(Records excerpted from a collection)
-----

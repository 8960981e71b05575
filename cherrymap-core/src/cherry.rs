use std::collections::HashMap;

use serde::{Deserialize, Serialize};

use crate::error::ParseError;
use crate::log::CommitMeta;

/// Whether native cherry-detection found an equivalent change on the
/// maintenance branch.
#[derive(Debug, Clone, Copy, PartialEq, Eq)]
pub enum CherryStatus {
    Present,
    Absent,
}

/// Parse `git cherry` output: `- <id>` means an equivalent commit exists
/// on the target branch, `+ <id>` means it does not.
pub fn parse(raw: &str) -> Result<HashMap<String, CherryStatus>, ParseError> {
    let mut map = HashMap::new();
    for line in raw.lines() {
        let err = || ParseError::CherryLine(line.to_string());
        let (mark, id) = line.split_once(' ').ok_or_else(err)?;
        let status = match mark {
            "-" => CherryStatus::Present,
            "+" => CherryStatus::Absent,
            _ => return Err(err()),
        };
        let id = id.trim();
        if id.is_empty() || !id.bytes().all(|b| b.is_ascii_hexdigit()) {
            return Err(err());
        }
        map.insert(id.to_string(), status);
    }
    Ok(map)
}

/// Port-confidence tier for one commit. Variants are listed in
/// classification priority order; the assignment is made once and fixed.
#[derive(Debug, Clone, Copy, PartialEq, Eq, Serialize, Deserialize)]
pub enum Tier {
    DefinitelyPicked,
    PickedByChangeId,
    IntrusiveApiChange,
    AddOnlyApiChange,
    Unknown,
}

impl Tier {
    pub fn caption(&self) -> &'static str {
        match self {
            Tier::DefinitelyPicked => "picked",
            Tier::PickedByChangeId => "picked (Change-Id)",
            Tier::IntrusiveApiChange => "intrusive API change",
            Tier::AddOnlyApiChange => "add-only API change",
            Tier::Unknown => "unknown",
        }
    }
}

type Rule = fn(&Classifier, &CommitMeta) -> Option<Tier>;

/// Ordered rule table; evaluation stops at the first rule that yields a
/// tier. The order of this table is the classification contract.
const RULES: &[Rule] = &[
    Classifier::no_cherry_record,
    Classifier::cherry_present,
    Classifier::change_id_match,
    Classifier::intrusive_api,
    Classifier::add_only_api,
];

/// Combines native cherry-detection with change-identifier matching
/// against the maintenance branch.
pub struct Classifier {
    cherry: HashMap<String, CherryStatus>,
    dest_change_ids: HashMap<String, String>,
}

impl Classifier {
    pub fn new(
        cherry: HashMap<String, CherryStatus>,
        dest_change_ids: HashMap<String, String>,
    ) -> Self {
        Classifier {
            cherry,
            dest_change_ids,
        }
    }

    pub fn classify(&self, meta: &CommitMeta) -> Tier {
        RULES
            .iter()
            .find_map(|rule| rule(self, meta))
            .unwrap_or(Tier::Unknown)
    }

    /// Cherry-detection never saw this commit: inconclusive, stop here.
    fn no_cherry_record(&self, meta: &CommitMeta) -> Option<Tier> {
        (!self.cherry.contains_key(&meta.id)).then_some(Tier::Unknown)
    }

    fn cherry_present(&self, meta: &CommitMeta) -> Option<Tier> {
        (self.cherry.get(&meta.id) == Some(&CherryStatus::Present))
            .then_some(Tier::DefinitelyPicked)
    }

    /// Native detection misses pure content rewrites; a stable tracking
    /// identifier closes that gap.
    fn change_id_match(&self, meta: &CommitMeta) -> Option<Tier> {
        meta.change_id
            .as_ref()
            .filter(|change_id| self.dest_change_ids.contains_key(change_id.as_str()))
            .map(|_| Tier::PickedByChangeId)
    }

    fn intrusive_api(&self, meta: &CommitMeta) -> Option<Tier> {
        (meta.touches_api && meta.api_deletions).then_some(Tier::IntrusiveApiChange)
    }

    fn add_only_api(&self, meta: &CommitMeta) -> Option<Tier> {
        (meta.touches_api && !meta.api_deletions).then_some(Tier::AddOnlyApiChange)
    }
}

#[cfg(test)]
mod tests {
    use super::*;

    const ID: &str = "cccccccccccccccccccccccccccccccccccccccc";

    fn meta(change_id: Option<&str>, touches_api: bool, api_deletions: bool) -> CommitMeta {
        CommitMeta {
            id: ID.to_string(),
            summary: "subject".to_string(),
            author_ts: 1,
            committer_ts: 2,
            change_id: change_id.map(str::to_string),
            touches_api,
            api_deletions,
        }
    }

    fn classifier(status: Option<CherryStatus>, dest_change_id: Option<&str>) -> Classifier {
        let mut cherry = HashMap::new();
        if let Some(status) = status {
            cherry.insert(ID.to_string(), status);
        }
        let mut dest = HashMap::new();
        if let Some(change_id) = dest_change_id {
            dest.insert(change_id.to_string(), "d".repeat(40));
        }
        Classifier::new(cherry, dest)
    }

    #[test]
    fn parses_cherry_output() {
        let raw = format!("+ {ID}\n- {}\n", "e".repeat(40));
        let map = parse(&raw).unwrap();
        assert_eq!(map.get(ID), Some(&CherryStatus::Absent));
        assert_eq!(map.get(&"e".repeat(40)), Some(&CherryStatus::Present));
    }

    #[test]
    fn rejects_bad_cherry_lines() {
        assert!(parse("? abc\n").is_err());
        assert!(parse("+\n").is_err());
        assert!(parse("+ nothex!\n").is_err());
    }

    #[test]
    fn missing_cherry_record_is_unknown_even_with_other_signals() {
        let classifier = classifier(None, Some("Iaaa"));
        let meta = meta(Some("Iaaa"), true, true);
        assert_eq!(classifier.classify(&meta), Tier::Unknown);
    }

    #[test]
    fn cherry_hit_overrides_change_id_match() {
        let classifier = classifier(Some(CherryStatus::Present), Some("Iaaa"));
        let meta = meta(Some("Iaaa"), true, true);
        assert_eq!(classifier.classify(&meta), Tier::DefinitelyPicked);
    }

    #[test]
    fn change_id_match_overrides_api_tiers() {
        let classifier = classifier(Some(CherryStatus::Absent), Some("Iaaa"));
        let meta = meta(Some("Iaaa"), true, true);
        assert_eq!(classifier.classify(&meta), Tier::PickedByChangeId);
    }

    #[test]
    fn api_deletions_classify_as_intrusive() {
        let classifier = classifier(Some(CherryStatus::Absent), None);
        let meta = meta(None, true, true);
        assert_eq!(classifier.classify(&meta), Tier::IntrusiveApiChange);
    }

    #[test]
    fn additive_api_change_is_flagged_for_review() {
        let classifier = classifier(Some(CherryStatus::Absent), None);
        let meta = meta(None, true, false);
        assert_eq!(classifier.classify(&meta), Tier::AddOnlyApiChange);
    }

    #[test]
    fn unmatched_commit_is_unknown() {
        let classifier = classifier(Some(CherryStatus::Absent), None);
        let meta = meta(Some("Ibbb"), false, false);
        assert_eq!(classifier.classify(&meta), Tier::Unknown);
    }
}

-----

Every entry, from first to last, should be written out exactly.

repository 8960981e71b05575
filename cherrymap-core/src/cherry.rs
use std::collections::HashMap;

use serde::{Deserialize, Serialize};

use crate::error::ParseError;
use crate::log::CommitMeta;

/// Whether native cherry-detection found an equivalent change on the
/// maintenance branch.
#[derive(Debug, Clone, Copy, PartialEq, Eq)]
pub enum CherryStatus {
    Present,
    Absent,
}

/// Parse `git cherry` output: `- <id>` means an equivalent commit exists
/// on the target branch, `+ <id>` means it does not.
pub fn parse(raw: &str) -> Result<HashMap<String, CherryStatus>, ParseError> {
    let mut map = HashMap::new();
    for line in raw.lines() {
        let err = || ParseError::CherryLine(line.to_string());
        let (mark, id) = line.split_once(' ').ok_or_else(err)?;
        let status = match mark {
            "-" => CherryStatus::Present,
            "+" => CherryStatus::Absent,
            _ => return Err(err()),
        };
        let id = id.trim();
        if id.is_empty() || !id.bytes().all(|b| b.is_ascii_hexdigit()) {
            return Err(err());
        }
        map.insert(id.to_string(), status);
    }
    Ok(map)
}

/// Port-confidence tier for one commit. Variants are listed in
/// classification priority order; the assignment is made once and fixed.
#[derive(Debug, Clone, Copy, PartialEq, Eq, Serialize, Deserialize)]
pub enum Tier {
    DefinitelyPicked,
    PickedByChangeId,
    IntrusiveApiChange,
    AddOnlyApiChange,
    Unknown,
}

impl Tier {
    pub fn caption(&self) -> &'static str {
        match self {
            Tier::DefinitelyPicked => "picked",
            Tier::PickedByChangeId => "picked (Change-Id)",
            Tier::IntrusiveApiChange => "intrusive API change",
            Tier::AddOnlyApiChange => "add-only API change",
            Tier::Unknown => "unknown",
        }
    }
}

type Rule = fn(&Classifier, &CommitMeta) -> Option<Tier>;

/// Ordered rule table; evaluation stops at the first rule that yields a
/// tier. The order of this table is the classification contract.
const RULES: &[Rule] = &[
    Classifier::no_cherry_record,
    Classifier::cherry_present,
    Classifier::change_id_match,
    Classifier::intrusive_api,
    Classifier::add_only_api,
];

/// Combines native cherry-detection with change-identifier matching
/// against the maintenance branch.
pub struct Classifier {
    cherry: HashMap<String, CherryStatus>,
    dest_change_ids: HashMap<String, String>,
}

impl Classifier {
    pub fn new(
        cherry: HashMap<String, CherryStatus>,
        dest_change_ids: HashMap<String, String>,
    ) -> Self {
        Classifier {
            cherry,
            dest_change_ids,
        }
    }

    pub fn classify(&self, meta: &CommitMeta) -> Tier {
        RULES
            .iter()
            .find_map(|rule| rule(self, meta))
            .unwrap_or(Tier::Unknown)
    }

    /// Cherry-detection never saw this commit: inconclusive, stop here.
    fn no_cherry_record(&self, meta: &CommitMeta) -> Option<Tier> {
        (!self.cherry.contains_key(&meta.id)).then_some(Tier::Unknown)
    }

    fn cherry_present(&self, meta: &CommitMeta) -> Option<Tier> {
        (self.cherry.get(&meta.id) == Some(&CherryStatus::Present))
            .then_some(Tier::DefinitelyPicked)
    }

    /// Native detection misses pure content rewrites; a stable tracking
    /// identifier closes that gap.
    fn change_id_match(&self, meta: &CommitMeta) -> Option<Tier> {
        meta.change_id
            .as_ref()
            .filter(|change_id| self.dest_change_ids.contains_key(change_id.as_str()))
            .map(|_| Tier::PickedByChangeId)
    }

    fn intrusive_api(&self, meta: &CommitMeta) -> Option<Tier> {
        (meta.touches_api && meta.api_deletions).then_some(Tier::IntrusiveApiChange)
    }

    fn add_only_api(&self, meta: &CommitMeta) -> Option<Tier> {
        (meta.touches_api && !meta.api_deletions).then_some(Tier::AddOnlyApiChange)
    }
}

#[cfg(test)]
mod tests {
    use super::*;

    const ID: &str = "cccccccccccccccccccccccccccccccccccccccc";

    fn meta(change_id: Option<&str>, touches_api: bool, api_deletions: bool) -> CommitMeta {
        CommitMeta {
            id: ID.to_string(),
            summary: "subject".to_string(),
            author_ts: 1,
            committer_ts: 2,
            change_id: change_id.map(str::to_string),
            touches_api,
            api_deletions,
        }
    }

    fn classifier(status: Option<CherryStatus>, dest_change_id: Option<&str>) -> Classifier {
        let mut cherry = HashMap::new();
        if let Some(status) = status {
            cherry.insert(ID.to_string(), status);
        }
        let mut dest = HashMap::new();
        if let Some(change_id) = dest_change_id {
            dest.insert(change_id.to_string(), "d".repeat(40));
        }
        Classifier::new(cherry, dest)
    }

    #[test]
    fn parses_cherry_output() {
        let raw = format!("+ {ID}\n- {}\n", "e".repeat(40));
        let map = parse(&raw).unwrap();
        assert_eq!(map.get(ID), Some(&CherryStatus::Absent));
        assert_eq!(map.get(&"e".repeat(40)), Some(&CherryStatus::Present));
    }

    #[test]
    fn rejects_bad_cherry_lines() {
        assert!(parse("? abc\n").is_err());
        assert!(parse("+\n").is_err());
        assert!(parse("+ nothex!\n").is_err());
    }

    #[test]
    fn missing_cherry_record_is_unknown_even_with_other_signals() {
        let classifier = classifier(None, Some("Iaaa"));
        let meta = meta(Some("Iaaa"), true, true);
        assert_eq!(classifier.classify(&meta), Tier::Unknown);
    }

    #[test]
    fn cherry_hit_overrides_change_id_match() {
        let classifier = classifier(Some(CherryStatus::Present), Some("Iaaa"));
        let meta = meta(Some("Iaaa"), true, true);
        assert_eq!(classifier.classify(&meta), Tier::DefinitelyPicked);
    }

    #[test]
    fn change_id_match_overrides_api_tiers() {
        let classifier = classifier(Some(CherryStatus::Absent), Some("Iaaa"));
        let meta = meta(Some("Iaaa"), true, true);
        assert_eq!(classifier.classify(&meta), Tier::PickedByChangeId);
    }

    #[test]
    fn api_deletions_classify_as_intrusive() {
        let classifier = classifier(Some(CherryStatus::Absent), None);
        let meta = meta(None, true, true);
        assert_eq!(classifier.classify(&meta), Tier::IntrusiveApiChange);
    }

    #[test]
    fn additive_api_change_is_flagged_for_review() {
        let classifier = classifier(Some(CherryStatus::Absent), None);
        let meta = meta(None, true, false);
        assert_eq!(classifier.classify(&meta), Tier::AddOnlyApiChange);
    }

    #[test]
    fn unmatched_commit_is_unknown() {
        let classifier = classifier(Some(CherryStatus::Absent), None);
        let meta = meta(Some("Ibbb"), false, false);
        assert_eq!(classifier.classify(&meta), Tier::Unknown);
    }
}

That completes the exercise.